Sorry guys did'nt mean it that way. Everyone should have a chance to be on the river. And I know you need to make a living also. I'v just seen some really bad decisions made out there. When I see one safety boater for 3 rafts with 6 people on them. going down dowd at 5ft Seems like we end up pulling more out than the safety boater. We're happy to help but what if we were'nt there. a 50-55 yo man would have a long swim. Thats bad decision making. You can't endanger people's life for money is all I'm saying. Chesterfield is right should have a Whistle but know how to use it right. someone just blowing it all the time does not help anything.


----------



## stiff (May 23, 2004)

Does anyone have more info on the rafting death in Shoshone on May 21? I thought that section was pretty safe.
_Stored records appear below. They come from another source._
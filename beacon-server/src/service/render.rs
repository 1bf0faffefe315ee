//! Content renderer
//!
//! Walks the current bucket snapshot, probes every repository, and
//! publishes the finished HTML page. The page is built as markdown
//! first (one section per provider, one table row per repository, one
//! column per branch) and converted to HTML in one pass.

use std::fmt::Write as _;
use std::sync::Arc;

use anyhow::Result;
use beacon_core::domain::repo::Bucket;
use chrono::{DateTime, Utc};
use pulldown_cmark::{Options, Parser, html};
use tracing::{debug, info};

use crate::service::probe::{StatusSource, probe_repository};
use crate::state::Dashboard;
use beacon_client::CiClient;

/// Fixed page title
const PAGE_TITLE: &str = "CI Status";

/// Renders the dashboard page from the current bucket snapshot
pub struct Renderer {
    org: String,
    branches: Vec<String>,
    source: Arc<dyn StatusSource>,
    links: CiClient,
    dashboard: Arc<Dashboard>,
}

impl Renderer {
    /// Creates a renderer
    pub fn new(
        org: impl Into<String>,
        branches: Vec<String>,
        source: Arc<dyn StatusSource>,
        links: CiClient,
        dashboard: Arc<Dashboard>,
    ) -> Self {
        Self {
            org: org.into(),
            branches,
            source,
            links,
            dashboard,
        }
    }

    /// Runs one render pass: probe, build, publish.
    ///
    /// Reads whatever bucket snapshot is currently published; an
    /// in-flight fetch pass does not block rendering.
    pub async fn render(&self) -> Result<()> {
        let buckets = self.dashboard.buckets().await;
        let markdown = self.build_markdown(&buckets).await?;
        let page = page_html(&markdown_to_html(&markdown), Utc::now());

        let repositories: usize = buckets.iter().map(|b| b.repositories.len()).sum();
        info!(
            "Rendered {} provider sections, {} repositories",
            buckets.len(),
            repositories
        );

        self.dashboard.publish_page(page).await;
        Ok(())
    }

    /// Builds the markdown document for all buckets
    async fn build_markdown(&self, buckets: &[Bucket]) -> Result<String> {
        let mut md = String::new();
        let _ = writeln!(md, "# {} CI status", self.org);

        for bucket in buckets {
            self.push_bucket_section(&mut md, bucket).await?;
        }

        Ok(md)
    }

    /// Emits one provider section: heading, table header, one row per
    /// repository. An empty bucket keeps the heading and header.
    async fn push_bucket_section(&self, md: &mut String, bucket: &Bucket) -> Result<()> {
        let _ = writeln!(md, "\n## {}\n", bucket.provider);

        let _ = write!(md, "| {} |", bucket.provider);
        for branch in &self.branches {
            let _ = write!(md, " {} |", branch);
        }
        md.push('\n');

        let _ = write!(md, "| --- |");
        for _ in &self.branches {
            let _ = write!(md, " --- |");
        }
        md.push('\n');

        for repo in &bucket.repositories {
            debug!("Probing {} branches of {}", self.branches.len(), repo.name);

            let results =
                probe_repository(Arc::clone(&self.source), &repo.name, &self.branches).await?;

            let _ = write!(md, "| {} |", repo.name);
            for result in &results {
                let badge = format!(
                    "[![{}](/static/icons/{})]({})",
                    result.status.label(),
                    result.status.icon(),
                    self.links.job_url(&self.org, &repo.name, &result.branch)
                );
                let _ = write!(md, " {} |", badge);
            }
            md.push('\n');
        }

        Ok(())
    }
}

/// Converts the markdown document to an HTML fragment
fn markdown_to_html(markdown: &str) -> String {
    let mut options = Options::empty();
    options.insert(Options::ENABLE_TABLES);

    let parser = Parser::new_ext(markdown, options);
    let mut out = String::new();
    html::push_html(&mut out, parser);
    out
}

/// Wraps the rendered fragment into a self-contained page
fn page_html(body: &str, generated_at: DateTime<Utc>) -> String {
    format!(
        r#"<!DOCTYPE html>
<html lang="en">
<head>
<meta charset="utf-8">
<title>{title}</title>
<meta name="generator" content="beacon-server {version}">
<link rel="stylesheet" href="/static/style.css">
<link rel="icon" href="/favicon.ico">
</head>
<body>
{body}<footer><p>Generated at {generated}</p></footer>
</body>
</html>
"#,
        title = PAGE_TITLE,
        version = env!("CARGO_PKG_VERSION"),
        body = body,
        generated = generated_at.format("%Y-%m-%d %H:%M:%S UTC"),
    )
}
This was a private trip.


----------



## heliodorus04 (May 31, 2005)

I started kayaking memorial day.
I started reading mountain buzz the day after.
I'm taking my first CPR class this week.

All the talk here about safety and watching out for others has made me far more conscientious and cautious about how I view my abilities and my responsibilities.

I'm very thankful for the education from veterans I get here.


----------



## gh (Oct 13, 2003)

Hey Helio, you taking the PPWC class this Thursday and Friday? If you are see you there.


----------



## heliodorus04 (May 31, 2005)

Yes, I am. I look forward to meeting you.


----------